:: RECORDS FOR THE EXERCISE ::

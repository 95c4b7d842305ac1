//! Access gate: decides, for a requested screen and the current identity,
//! whether the screen renders or the user is redirected elsewhere.
//!
//! The decision function is pure and total. It performs no I/O and holds no
//! state, so every (identity, screen) pair can be enumerated in tests.

use crate::identity::{AccessRole, ApprovalStatus, Identity, Role};

/// The screens a user can request.
#[derive(Debug, Clone, Copy, PartialEq, Eq)]
pub enum Screen {
    /// Unauthenticated entry point (login / registration).
    Entry,
    PatientDashboard,
    DoctorDashboard,
    AdminDashboard,
}

impl Screen {
    /// The dashboard a role lands on after authenticating.
    pub fn dashboard_for(role: Role) -> Screen {
        match role {
            Role::Patient => Screen::PatientDashboard,
            Role::Doctor => Screen::DoctorDashboard,
            Role::Admin => Screen::AdminDashboard,
        }
    }
}

/// Outcome of an access decision.
#[derive(Debug, Clone, Copy, PartialEq, Eq)]
pub enum Decision {
    Render(Screen),
    Redirect(Screen),
}

/// Decide whether `requested` may render for the current identity.
///
/// Rules, in order:
/// 1. No identity: only [`Screen::Entry`] renders, everything else redirects
///    to it.
/// 2. An authenticated user requesting the entry screen is redirected to
///    their role dashboard.
/// 3. Role-restricted screens render only on an exact role match; the doctor
///    dashboard additionally requires an approved account. Everything else
///    redirects to the entry screen.
pub fn decide(identity: Option<&Identity>, requested: Screen) -> Decision {
    let Some(identity) = identity else {
        return match requested {
            Screen::Entry => Decision::Render(Screen::Entry),
            _ => Decision::Redirect(Screen::Entry),
        };
    };

    match requested {
        Screen::Entry => Decision::Redirect(Screen::dashboard_for(identity.role)),
        Screen::PatientDashboard => match identity.access_role() {
            AccessRole::Patient => Decision::Render(requested),
            AccessRole::Doctor(_) | AccessRole::Admin => Decision::Redirect(Screen::Entry),
        },
        Screen::DoctorDashboard => match identity.access_role() {
            AccessRole::Doctor(ApprovalStatus::Approved) => Decision::Render(requested),
            AccessRole::Doctor(_) | AccessRole::Patient | AccessRole::Admin => {
                Decision::Redirect(Screen::Entry)
            }
        },
        Screen::AdminDashboard => match identity.access_role() {
            AccessRole::Admin => Decision::Render(requested),
            AccessRole::Patient | AccessRole::Doctor(_) => Decision::Redirect(Screen::Entry),
        },
    }
}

:::

__EXERCISE DIRECTIONS__:
All entries are to be copied exactly as they read.

__ANSWER TO THE PROBLEM__:
repository 95c4b7d842305ac1
//! Access gate: decides, for a requested screen and the current identity,
//! whether the screen renders or the user is redirected elsewhere.
//!
//! The decision function is pure and total. It performs no I/O and holds no
//! state, so every (identity, screen) pair can be enumerated in tests.

use crate::identity::{AccessRole, ApprovalStatus, Identity, Role};

/// The screens a user can request.
#[derive(Debug, Clone, Copy, PartialEq, Eq)]
pub enum Screen {
    /// Unauthenticated entry point (login / registration).
    Entry,
    PatientDashboard,
    DoctorDashboard,
    AdminDashboard,
}

impl Screen {
    /// The dashboard a role lands on after authenticating.
    pub fn dashboard_for(role: Role) -> Screen {
        match role {
            Role::Patient => Screen::PatientDashboard,
            Role::Doctor => Screen::DoctorDashboard,
            Role::Admin => Screen::AdminDashboard,
        }
    }
}

/// Outcome of an access decision.
#[derive(Debug, Clone, Copy, PartialEq, Eq)]
pub enum Decision {
    Render(Screen),
    Redirect(Screen),
}

/// Decide whether `requested` may render for the current identity.
///
/// Rules, in order:
/// 1. No identity: only [`Screen::Entry`] renders, everything else redirects
///    to it.
/// 2. An authenticated user requesting the entry screen is redirected to
///    their role dashboard.
/// 3. Role-restricted screens render only on an exact role match; the doctor
///    dashboard additionally requires an approved account. Everything else
///    redirects to the entry screen.
pub fn decide(identity: Option<&Identity>, requested: Screen) -> Decision {
    let Some(identity) = identity else {
        return match requested {
            Screen::Entry => Decision::Render(Screen::Entry),
            _ => Decision::Redirect(Screen::Entry),
        };
    };

    match requested {
        Screen::Entry => Decision::Redirect(Screen::dashboard_for(identity.role)),
        Screen::PatientDashboard => match identity.access_role() {
            AccessRole::Patient => Decision::Render(requested),
            AccessRole::Doctor(_) | AccessRole::Admin => Decision::Redirect(Screen::Entry),
        },
        Screen::DoctorDashboard => match identity.access_role() {
            AccessRole::Doctor(ApprovalStatus::Approved) => Decision::Render(requested),
            AccessRole::Doctor(_) | AccessRole::Patient | AccessRole::Admin => {
                Decision::Redirect(Screen::Entry)
            }
        },
        Screen::AdminDashboard => match identity.access_role() {
            AccessRole::Admin => Decision::Render(requested),
            AccessRole::Patient | AccessRole::Doctor(_) => Decision::Redirect(Screen::Entry),
        },
    }
}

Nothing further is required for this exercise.